- _Task to complete_:
Given the listing below, write out exactly the lines starting with the line that has "mod supervisor;" and going on through the line that has "info, warn, error)", both kept.

- _Data_:
//! 워커 프로세스 감독.
//!
//! 워커를 자식 프로세스로 띄우고 stdout의 상태 이벤트를 소비한다.
//! 비정상 종료는 1→2→4→8초 백오프로 재기동하며, 60초 안에 5회 이상
//! 죽으면 사용자 조치가 필요한 것으로 보고 감독을 멈춘다.
//!
//! 워커 메모리(캡처 세션, 템플릿, 캐시)는 전부 워커 소유이므로
//! 재기동이 곧 완전한 리소스 리셋이다.

use std::collections::VecDeque;
use std::path::PathBuf;
use std::process::Stdio;
use std::time::{Duration, Instant};

use anyhow::{Context, Result};
use okshim_core::models::event::StatusEvent;
use okshim_core::models::scanner::WorkerCommand;
use tokio::io::{AsyncBufReadExt, AsyncWriteExt, BufReader};
use tokio::process::{Child, Command};
use tokio::sync::watch;
use tracing::{debug, error, info, warn};

/// 재기동 집계 윈도우/한도
const RESPAWN_WINDOW: Duration = Duration::from_secs(60);
const RESPAWN_BUDGET: usize = 5;

/// 감독자 설정
pub struct SupervisorOptions {
    /// 워커 실행 파일 경로
    pub worker_bin: PathBuf,
    /// 워커에 전달할 설정 파일 경로
    pub config_path: Option<PathBuf>,
    /// 워커 로그 레벨
    pub log_level: String,
}

/// 워커 생존 감독 루프. 종료 신호까지 워커를 유지한다.
pub async fn run(opts: SupervisorOptions, mut shutdown_rx: watch::Receiver<bool>) -> Result<()> {
    let mut backoff = Duration::from_secs(1);
    let mut respawns: VecDeque<Instant> = VecDeque::new();

    loop {
        if *shutdown_rx.borrow() {
            return Ok(());
        }

        let mut child = spawn_worker(&opts)?;
        info!(pid = child.id(), "워커 프로세스 시작");

        let exited_normally = pump_events(&mut child, &mut shutdown_rx).await;

        if *shutdown_rx.borrow() {
            shutdown_worker(&mut child).await;
            return Ok(());
        }
        if exited_normally {
            info!("워커 정상 종료");
            return Ok(());
        }

        // 비정상 종료 — 재기동 예산 점검
        let now = Instant::now();
        respawns.push_back(now);
        while let Some(&front) = respawns.front() {
            if now.duration_since(front) > RESPAWN_WINDOW {
                respawns.pop_front();
            } else {
                break;
            }
        }
        if respawns.len() >= RESPAWN_BUDGET {
            error!(
                "워커가 {}초 안에 {}회 죽음 — 감독 중단, 설정 점검 필요",
                RESPAWN_WINDOW.as_secs(),
                respawns.len()
            );
            anyhow::bail!("워커 반복 장애");
        }

        warn!(backoff_s = backoff.as_secs(), "워커 비정상 종료 — 재기동 대기");
        tokio::select! {
            _ = tokio::time::sleep(backoff) => {}
            _ = shutdown_rx.changed() => return Ok(()),
        }
        backoff = (backoff * 2).min(Duration::from_secs(8));
    }
}

fn spawn_worker(opts: &SupervisorOptions) -> Result<Child> {
    let mut cmd = Command::new(&opts.worker_bin);
    cmd.arg("--log-level")
        .arg(&opts.log_level)
        .stdin(Stdio::piped())
        .stdout(Stdio::piped())
        .stderr(Stdio::inherit())
        .kill_on_drop(true);
    if let Some(ref path) = opts.config_path {
        cmd.arg("--config").arg(path);
    }
    cmd.spawn()
        .with_context(|| format!("워커 실행 실패: {}", opts.worker_bin.display()))
}

/// 워커 stdout을 소비하며 종료를 기다린다. 정상 종료(코드 0)면 true.
async fn pump_events(child: &mut Child, shutdown_rx: &mut watch::Receiver<bool>) -> bool {
    let Some(stdout) = child.stdout.take() else {
        return false;
    };
    let mut lines = BufReader::new(stdout).lines();

    loop {
        tokio::select! {
            line = lines.next_line() => {
                match line {
                    Ok(Some(line)) => handle_event_line(&line),
                    Ok(None) => break, // EOF — 워커 종료 중
                    Err(e) => {
                        warn!("워커 출력 읽기 실패: {e}");
                        break;
                    }
                }
            }
            _ = shutdown_rx.changed() => return false,
        }
    }

    match child.wait().await {
        Ok(status) => status.success(),
        Err(e) => {
            warn!("워커 종료 상태 조회 실패: {e}");
            false
        }
    }
}

/// 이벤트 한 줄 처리 — UI 셸의 뷰는 종별별 최신 이벤트의 순수 함수다.
/// 여기서는 구조화 로그로만 표면화한다.
fn handle_event_line(line: &str) {
    let line = line.trim();
    if line.is_empty() {
        return;
    }
    match serde_json::from_str::<StatusEvent>(line) {
        Ok(StatusEvent::StatusChanged { state, detail, .. }) => {
            info!(%state, detail, "스캐너 상태");
        }
        Ok(StatusEvent::Match { result }) => {
            debug!(template = %result.template_id, score = result.score, "매칭");
        }
        Ok(StatusEvent::Click { info }) => {
            info!(
                hwnd = info.hwnd,
                x = info.screen_point.x,
                y = info.screen_point.y,
                template = %info.template_id,
                "클릭"
            );
        }
        Ok(StatusEvent::Error {
            error_kind, detail, ..
        }) => {
            warn!(kind = %error_kind, detail, "워커 에러");
        }
        Ok(StatusEvent::PerfTick {
            fps,
            cpu,
            mem_bytes,
            ..
        }) => {
            debug!(fps, cpu, mem_mb = mem_bytes / 1_048_576, "성능");
        }
        Err(e) => debug!(line, "이벤트 아님 (무시): {e}"),
    }
}

/// 협조적 종료: Exit 명령 → 짧은 대기 → 강제 종료
async fn shutdown_worker(child: &mut Child) {
    if let Some(mut stdin) = child.stdin.take() {
        if let Ok(cmd) = serde_json::to_string(&WorkerCommand::Exit) {
            let _ = stdin.write_all(cmd.as_bytes()).await;
            let _ = stdin.write_all(b"\n").await;
            let _ = stdin.flush().await;
        }
    }
    match tokio::time::timeout(Duration::from_secs(3), child.wait()).await {
        Ok(_) => info!("워커 협조적 종료 완료"),
        Err(_) => {
            warn!("워커 종료 시간 초과 — 강제 종료");
            let _ = child.kill().await;
        }
    }
}
//! # okshim
//!
//! OKSHIM 셸 바이너리 진입점.
//!
//! AI 코딩 도구의 확인 버튼("Approve", "Run", "Continue")을 대신 눌러주는
//! 화면 감시 자동 클릭기. 캡처/매칭/클릭은 전부 별도 워커 프로세스에서
//! 돌고, 셸은 설정을 공급하고 상태 이벤트를 소비하기만 한다.

mod supervisor;

use std::path::PathBuf;

use anyhow::{anyhow, Result};
use clap::Parser;
use okshim_core::config_manager::ConfigManager;
use tokio::sync::watch;
use tracing::info;
use tracing_subscriber::EnvFilter;

/// OKSHIM — 확인 버튼 자동 클릭기
#[derive(Parser, Debug)]
#[command(name = "okshim")]
#[command(author, version, about, long_about = None)]
struct Args {
    /// 설정 파일 경로 (기본: 플랫폼 설정 디렉토리의 config.json)
    #[arg(long, short = 'c')]
    config: Option<PathBuf>,

    /// 워커 실행 파일 경로 (기본: 셸과 같은 디렉토리의 okshim-worker)
    #[arg(long)]
    worker_bin: Option<PathBuf>,

    /// 로그 레벨 (trace, debug, info, warn, error)
    #[arg(long, short = 'l', default_value = "info")]
    log_level: String,
}

/// 셸과 같은 디렉토리에서 워커 바이너리를 찾는다
fn default_worker_bin() -> Result<PathBuf> {
    let exe = std::env::current_exe()?;
    let dir = exe
        .parent()
        .ok_or_else(|| anyhow!("실행 파일 디렉토리를 찾을 수 없음"))?;
    let name = if cfg!(windows) {
        "okshim-worker.exe"
    } else {
        "okshim-worker"
    };
    Ok(dir.join(name))
}

#[tokio::main]
async fn main() -> Result<()> {
    let args = Args::parse();

    let log_filter = format!("okshim={0},okshim_app={0},okshim_core={0}", args.log_level);
    tracing_subscriber::fmt()
        .with_env_filter(
            EnvFilter::try_from_default_env().unwrap_or_else(|_| EnvFilter::new(&log_filter)),
        )
        .init();

    // 설정은 셸이 만들어 두고 워커가 읽는다 (단일 JSON 문서)
    let manager = match args.config {
        Some(ref path) => ConfigManager::with_path(path.clone()),
        None => ConfigManager::new(),
    }
    .map_err(|e| anyhow!("설정 로드 실패: {e}"))?;
    info!(config = %manager.config_path().display(), "OKSHIM 시작");

    let worker_bin = match args.worker_bin {
        Some(p) => p,
        None => default_worker_bin()?,
    };

    let (shutdown_tx, shutdown_rx) = watch::channel(false);
    tokio::spawn(async move {
        if tokio::signal::ctrl_c().await.is_ok() {
            info!("종료 신호 수신");
            let _ = shutdown_tx.send(true);
        }
    });

    supervisor::run(
        supervisor::SupervisorOptions {
            worker_bin,
            config_path: Some(manager.config_path().to_path_buf()),
            log_level: args.log_level,
        },
        shutdown_rx,
    )
    .await?;

    info!("OKSHIM 종료");
    Ok(())
}
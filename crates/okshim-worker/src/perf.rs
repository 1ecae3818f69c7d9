//! 워커 성능 샘플러.
//!
//! sysinfo로 자기 프로세스의 CPU/메모리를 읽어 PerfTick 이벤트 재료를
//! 만든다. 샘플 간격은 오케스트레이터가 관리한다.

use sysinfo::{Pid, ProcessesToUpdate, System};

/// 프로세스 자원 샘플러
pub struct PerfSampler {
    sys: System,
    pid: Pid,
}

impl PerfSampler {
    pub fn new() -> Self {
        Self {
            sys: System::new(),
            pid: Pid::from_u32(std::process::id()),
        }
    }

    /// (cpu %, 메모리 bytes) 샘플
    pub fn sample(&mut self) -> (f32, u64) {
        self.sys
            .refresh_processes(ProcessesToUpdate::Some(&[self.pid]), true);
        match self.sys.process(self.pid) {
            Some(p) => (p.cpu_usage(), p.memory()),
            None => (0.0, 0),
        }
    }
}

impl Default for PerfSampler {
    fn default() -> Self {
        Self::new()
    }
}

#[cfg(test)]
mod tests {
    use super::*;

    #[test]
    fn sample_reports_own_process() {
        let mut sampler = PerfSampler::new();
        let (_cpu, mem) = sampler.sample();
        // 자기 프로세스 메모리는 0일 수 없다
        assert!(mem > 0);
    }
}
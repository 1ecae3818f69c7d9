//! 클릭 드라이버 포트.
//!
//! 구현: `okshim-worker::clicker`
//! (메시지 방식 PostMessage 드라이버, 입력 합성 enigo 드라이버, NoOp).

use crate::error::CoreError;
use crate::models::geometry::Point;
use crate::models::target::WindowHandle;

/// 클릭 드라이버 — 좌표 변환/쿨다운이 끝난 뒤의 최종 전송 계층.
///
/// `screen_point`는 물리 화면 좌표, `client_point`는 대상 창 클라이언트
/// 좌표. 메시지 방식은 client_point를, 입력 합성 방식은 screen_point를
/// 사용한다. 드라이버는 자체 재시도를 하지 않는다 (백오프는 오케스트레이터 담당).
pub trait ClickDriver: Send + Sync {
    /// 좌클릭 down→up 시퀀스 전송
    fn click(
        &mut self,
        handle: WindowHandle,
        screen_point: Point,
        client_point: Point,
    ) -> Result<(), CoreError>;

    /// 드라이버 이름 (로그/이벤트용)
    fn name(&self) -> &'static str;
}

- _Solution below_:
mod supervisor;

use std::path::PathBuf;

use anyhow::{anyhow, Result};
use clap::Parser;
use okshim_core::config_manager::ConfigManager;
use tokio::sync::watch;
use tracing::info;
use tracing_subscriber::EnvFilter;

/// OKSHIM — 확인 버튼 자동 클릭기
#[derive(Parser, Debug)]
#[command(name = "okshim")]
#[command(author, version, about, long_about = None)]
struct Args {
    /// 설정 파일 경로 (기본: 플랫폼 설정 디렉토리의 config.json)
    #[arg(long, short = 'c')]
    config: Option<PathBuf>,

    /// 워커 실행 파일 경로 (기본: 셸과 같은 디렉토리의 okshim-worker)
    #[arg(long)]
    worker_bin: Option<PathBuf>,

    /// 로그 레벨 (trace, debug, info, warn, error)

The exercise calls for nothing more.